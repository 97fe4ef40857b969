//! Medium

use crate::dispatch::*;
use crate::error::*;
use crate::geometry::*;
use crate::rng::RNG;
use crate::spectrum::*;
use std::sync::Arc;

/// Medium id of vacuum. Rays travelling through it are never attenuated and
/// it has no case in the medium switch.
pub const VOID_MEDIUM: u32 = u32::MAX;

/// Names of the actions a lowered medium provides.
pub const MEDIUM_ACTIONS: [&str; 1] = ["medium.tr"];

/// A participating medium.
pub trait Medium: Send + Sync + 'static {
    /// Returns the transmittance along a ray segment.
    ///
    /// * `ray` - The ray; its direction must have unit length.
    /// * `t`   - Length of the segment.
    /// * `rng` - Random numbers for stochastic estimators.
    fn tr(&self, ray: &Ray, t: Float, rng: &mut RNG) -> Spectrum;
}

/// Lowered `Medium::tr`.
pub type TrFn = dyn Fn(&Ray, Float, &mut RNG) -> Spectrum + Send + Sync;

/// A medium lowered into one function per action.
pub struct CompiledMedium {
    /// The medium this case was lowered from.
    pub object: ObjectId,

    tr: Function<TrFn>,
}

impl CompiledMedium {
    /// Returns the function index of each action in `MEDIUM_ACTIONS` order.
    pub fn functions(&self) -> [usize; 1] {
        [self.tr.index()]
    }

    /// See `Medium::tr`.
    #[inline]
    pub fn tr(&self, ray: &Ray, t: Float, rng: &mut RNG) -> Spectrum {
        (self.tr.code())(ray, t, rng)
    }
}

/// Object safe view of a `Medium` that lowers it for a kernel.
pub trait MediumObject: Send + Sync {
    /// Lowers the medium into a switch case.
    ///
    /// * `cc` - Context of the kernel being built.
    fn lower(self: Arc<Self>, cc: &mut CompileContext) -> CompiledMedium;
}

impl<M: Medium> MediumObject for M {
    fn lower(self: Arc<Self>, cc: &mut CompileContext) -> CompiledMedium {
        let object = ObjectId::of(&self);
        CompiledMedium {
            object,
            tr: cc.lower_object_action(object, MEDIUM_ACTIONS[0], |_| -> Arc<TrFn> {
                Arc::new(move |ray: &Ray, t: Float, rng: &mut RNG| self.tr(ray, t, rng))
            }),
        }
    }
}

/// Atomic reference counted `MediumObject`.
pub type ArcMedium = Arc<dyn MediumObject>;

/// Lowers every medium into a switch over medium ids.
///
/// * `cc`    - Context of the kernel being built.
/// * `media` - Media indexed by id.
pub fn compile_media(cc: &mut CompileContext, media: &[ArcMedium]) -> Result<Switch<CompiledMedium>> {
    let mut builder = SwitchBuilder::new("medium", media.len());
    for (id, m) in media.iter().enumerate() {
        builder.add_case(id as u32, m.clone().lower(cc))?;
    }
    builder.build()
}

/// Returns the transmittance of a segment, treating `VOID_MEDIUM` as vacuum.
///
/// * `media`     - The medium switch.
/// * `medium_id` - Id of the medium the segment lies in.
/// * `ray`       - The ray.
/// * `t`         - Length of the segment.
/// * `rng`       - Random numbers for stochastic estimators.
pub fn transmittance(
    media: &Switch<CompiledMedium>,
    medium_id: u32,
    ray: &Ray,
    t: Float,
    rng: &mut RNG,
) -> Result<Spectrum> {
    if medium_id == VOID_MEDIUM {
        Ok(Spectrum::one())
    } else {
        Ok(media.case(medium_id)?.tr(ray, t, rng))
    }
}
• • •
■ What to work on
Exact duplication is required for the lines above, from the line that contains "never attenuated and" to the line that contains "A participating medium.", inclusive; omit all others.

■ Output of the exercise
/// Medium id of vacuum. Rays travelling through it are never attenuated and
/// it has no case in the medium switch.
pub const VOID_MEDIUM: u32 = u32::MAX;

/// Names of the actions a lowered medium provides.
pub const MEDIUM_ACTIONS: [&str; 1] = ["medium.tr"];

/// A participating medium.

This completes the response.